Revisar a cultura é uma oportunidade estratégica. Poucos aproveitam.
Na Pulsar, costumamos dizer que algumas das maiores oportunidades dentro de uma empresa não estão no balanço. Estão nos comportamentos que ela cultiva — ou tolera. E um dos ativos mais subestimados, mas com maior potencial de retorno, é a cultura organizacional.
Ainda assim, são raras as empresas que decidem revisá-la de forma estruturada.
Há uma razão para isso. Cultura é um vetor de valor, mas pouco utilizado, porque seu impacto nem sempre segue a lógica imediata das planilhas. Em geral, decisões estratégicas são guiadas por métricas objetivas e ciclos curtos. Cultura, por outro lado, é um sistema mais lento — mas profundamente influente. Os efeitos de uma mudança cultural podem levar tempo, e muitas vezes se diluem entre outras variáveis. Isso torna difícil estabelecer uma relação de causa e consequência com a clareza que gestores costumam exigir. Mas essa dificuldade de medir não significa ausência de impacto. Pelo contrário.
Foi pensando nisso que Melissa Daimler — executiva com passagens por empresas como Adobe, Twitter e WeWork — propôs uma visão mais técnica e acionável sobre o tema. Para ela, cultura não é um clima ou um conjunto de frases inspiradoras. É um sistema composto por três elementos interdependentes: valores, comportamentos e práticas. E só há transformação real quando esses três pontos estão alinhados.
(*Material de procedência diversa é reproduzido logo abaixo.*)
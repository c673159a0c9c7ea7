//! Processing configuration.
//!
//! Every knob of the film pipeline lives in [`FilmConfig`]. The struct is
//! plain data: it is deserialized once (TOML or JSON on the CLI side),
//! validated with [`FilmConfig::validate`] and then only read.

use schemars::JsonSchema;
use serde::{Deserialize, Serialize};
use strum::{Display, EnumIter, EnumString, IntoStaticStr, VariantNames};

use crate::error::{FilmError, Result};

/// Upper bound on the number of inks a job may request.
pub const MAX_COLORS: usize = 16;

/// Working colour space used while clustering.
#[derive(
    Debug, Clone, Copy, Default,
    Serialize, Deserialize, JsonSchema,
    Display, EnumString, EnumIter, VariantNames, IntoStaticStr,
    PartialEq, Eq,
)]
#[serde(rename_all = "snake_case")]
#[strum(serialize_all = "snake_case")]
pub enum ColorSpace {
    /// Plain sRGB components in 0..=255
    Rgb,
    /// CIELAB (D65)
    #[default]
    Lab,
    /// OKLab, scaled by 100 so distances are comparable to CIELAB
    Oklab,
}

/// Shape of a single halftone dot.
#[derive(
    Debug, Clone, Copy, Default,
    Serialize, Deserialize, JsonSchema,
    Display, EnumString, EnumIter, VariantNames, IntoStaticStr,
    PartialEq, Eq,
)]
#[serde(rename_all = "snake_case")]
#[strum(serialize_all = "snake_case")]
pub enum DotShape {
    #[default]
    Round,
    Square,
    /// Ellipse with a 0.7 minor/major ratio, rotated by the screen angle
    Ellipse,
}

/// How continuous tone is turned into a binary pattern.
#[derive(
    Debug, Clone, Copy, Default,
    Serialize, Deserialize, JsonSchema,
    Display, EnumString, EnumIter, VariantNames, IntoStaticStr,
    PartialEq, Eq,
)]
#[serde(rename_all = "snake_case")]
#[strum(serialize_all = "snake_case")]
pub enum HalftoneMode {
    /// One dot per screen cell
    #[default]
    Grid,
    /// Floyd-Steinberg error diffusion
    Dither,
}

#[derive(Debug, Clone, Serialize, Deserialize, JsonSchema, PartialEq)]
#[serde(default)]
pub struct QuantizationConfig {
    /// Number of inks (1-16)
    #[schemars(range(min = 1, max = 16))]
    pub colors: usize,
    /// Independent k-means restarts; the most compact one wins
    pub attempts: usize,
    pub max_iterations: usize,
    /// Stop a restart once no centre moves further than this
    pub epsilon: f32,
    pub exclude_background: bool,
    /// Pixels brighter than this in every channel count as paper
    pub background_threshold: u8,
    pub color_space: ColorSpace,
    /// Seed for k-means++ initialisation
    pub seed: u64,
}

impl Default for QuantizationConfig {
    fn default() -> Self {
        Self {
            colors: 4,
            attempts: 10,
            max_iterations: 100,
            epsilon: 0.2,
            exclude_background: true,
            background_threshold: 240,
            color_space: ColorSpace::default(),
            seed: 0,
        }
    }
}

#[derive(Debug, Clone, Serialize, Deserialize, JsonSchema, PartialEq)]
#[serde(default)]
pub struct CleanupConfig {
    pub enabled: bool,
    /// Diameter of the elliptical structuring element (odd)
    pub kernel_size: u32,
    pub iterations: u32,
    /// Connected components smaller than this many pixels are dropped
    pub min_area: u32,
    pub smooth: bool,
    pub smooth_sigma: f32,
}

impl Default for CleanupConfig {
    fn default() -> Self {
        Self {
            enabled: true,
            kernel_size: 3,
            iterations: 1,
            min_area: 50,
            smooth: true,
            smooth_sigma: 0.8,
        }
    }
}

/// Trap (expand) and choke (shrink) margins applied after cleanup.
#[derive(Debug, Clone, Default, Serialize, Deserialize, JsonSchema, PartialEq)]
#[serde(default)]
pub struct TrapConfig {
    pub expand_px: u32,
    pub shrink_px: u32,
}

#[derive(Debug, Clone, Serialize, Deserialize, JsonSchema, PartialEq)]
#[serde(default)]
pub struct StrokeConfig {
    pub validate: bool,
    #[schemars(range(min = 0.1, max = 10.0))]
    pub min_width_mm: f32,
    pub auto_thicken: bool,
}

impl Default for StrokeConfig {
    fn default() -> Self {
        Self {
            validate: true,
            min_width_mm: 0.5,
            auto_thicken: false,
        }
    }
}

#[derive(Debug, Clone, Serialize, Deserialize, JsonSchema, PartialEq)]
#[serde(default)]
pub struct HalftoneConfig {
    pub enabled: bool,
    pub mode: HalftoneMode,
    #[schemars(range(min = 20, max = 100))]
    pub lpi: u32,
    /// Screen angle in degrees; only affects elliptical dots
    pub angle: f32,
    pub dot_shape: DotShape,
}

impl Default for HalftoneConfig {
    fn default() -> Self {
        Self {
            enabled: false,
            mode: HalftoneMode::default(),
            lpi: 55,
            angle: 45.0,
            dot_shape: DotShape::default(),
        }
    }
}

#[derive(Debug, Clone, Serialize, Deserialize, JsonSchema, PartialEq)]
#[serde(default)]
pub struct VectorConfig {
    /// Douglas-Peucker tolerance as a fraction of each contour's perimeter
    pub approximation_factor: f64,
}

impl Default for VectorConfig {
    fn default() -> Self {
        Self {
            approximation_factor: 0.002,
        }
    }
}

/// Complete configuration of one separation job.
#[derive(Debug, Clone, Serialize, Deserialize, JsonSchema, PartialEq)]
#[serde(default)]
pub struct FilmConfig {
    /// Target resolution in dots per inch
    #[schemars(range(min = 72, max = 1200))]
    pub dpi: f32,
    pub quantization: QuantizationConfig,
    pub cleanup: CleanupConfig,
    pub trap: TrapConfig,
    pub stroke: StrokeConfig,
    pub halftone: HalftoneConfig,
    pub vector: VectorConfig,
}

impl Default for FilmConfig {
    fn default() -> Self {
        Self {
            dpi: 300.0,
            quantization: QuantizationConfig::default(),
            cleanup: CleanupConfig::default(),
            trap: TrapConfig::default(),
            stroke: StrokeConfig::default(),
            halftone: HalftoneConfig::default(),
            vector: VectorConfig::default(),
        }
    }
}

impl FilmConfig {
    /// JSON schema of the configuration file format
    pub fn schema() -> schemars::schema::RootSchema {
        schemars::schema_for!(FilmConfig)
    }

    /// Check every bound before any pixel is touched.
    ///
    /// Returns advisory messages for values that are legal but likely to
    /// print badly.
    pub fn validate(&self) -> Result<Vec<String>> {
        let mut advisories = Vec::new();
        let q = &self.quantization;

        if q.colors < 1 || q.colors > MAX_COLORS {
            return Err(FilmError::Configuration(format!(
                "color count must be between 1 and {MAX_COLORS}, got {}",
                q.colors
            )));
        }
        if q.attempts == 0 || q.max_iterations == 0 {
            return Err(FilmError::Configuration(
                "clustering needs at least one attempt and one iteration".to_string(),
            ));
        }
        if !(q.epsilon > 0.0) {
            return Err(FilmError::Configuration(format!(
                "clustering epsilon must be positive, got {}",
                q.epsilon
            )));
        }

        if !(72.0..=1200.0).contains(&self.dpi) {
            return Err(FilmError::Configuration(format!(
                "dpi must be between 72 and 1200, got {}",
                self.dpi
            )));
        }
        if self.dpi < 300.0 {
            advisories.push(format!(
                "dpi {} is below 300 and may print poorly",
                self.dpi
            ));
        }

        let c = &self.cleanup;
        if c.kernel_size == 0 || c.kernel_size % 2 == 0 {
            return Err(FilmError::Configuration(format!(
                "morphology kernel size must be odd and positive, got {}",
                c.kernel_size
            )));
        }
        if c.smooth && !(c.smooth_sigma > 0.0) {
            return Err(FilmError::Configuration(format!(
                "smoothing sigma must be positive, got {}",
                c.smooth_sigma
            )));
        }

        if self.stroke.validate || self.stroke.auto_thicken {
            let mm = self.stroke.min_width_mm;
            if !(0.1..=10.0).contains(&mm) {
                return Err(FilmError::Configuration(format!(
                    "minimum stroke width must be between 0.1mm and 10mm, got {mm}"
                )));
            }
            if mm < 0.5 {
                advisories.push(format!("strokes below 0.5mm ({mm}mm) may not print clearly"));
            }
        }

        if self.halftone.enabled {
            let lpi = self.halftone.lpi;
            if !(20..=100).contains(&lpi) {
                return Err(FilmError::Configuration(format!(
                    "lpi must be between 20 and 100, got {lpi}"
                )));
            }
            if lpi < 45 {
                advisories.push(format!("lpi {lpi} is below 45, dots may be visible"));
            } else if lpi > 85 {
                advisories.push(format!("lpi {lpi} is above 85, screens may clog"));
            }
        }

        if !(self.vector.approximation_factor >= 0.0) {
            return Err(FilmError::Configuration(format!(
                "approximation factor must not be negative, got {}",
                self.vector.approximation_factor
            )));
        }

        Ok(advisories)
    }
}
Sua proposta, chamada de reculturing, parte de um método simples e poderoso:
  1. Definir os comportamentos esperados com base nos valores reais da empresa — e não em slogans genéricos.
  2. Integrar esses comportamentos aos processos do dia a dia — como contratação, avaliação e tomada de decisão.
  3. Reforçá-los nas práticas cotidianas, desde reuniões até rituais informais.
É uma abordagem pragmática, que permite revisar a cultura como se revisa um modelo de gestão: com clareza, intenção e foco em resultado.
A visão de Daimler é sofisticada porque não romantiza o tema. Ela reconhece que cultura precisa ser projetada — não apenas vivida. E, mais do que isso, mostra que ela pode ser operacionalizada, medida e evoluída como qualquer outro sistema da empresa.
Para quem lidera negócios, vale a pena refletir: a cultura que trouxe a empresa até aqui é a mesma que a levará adiante? Se a resposta for incerta, talvez seja hora de encarar a cultura não como um pano de fundo imutável, mas como um alavancador de valor — invisível, mas transformador.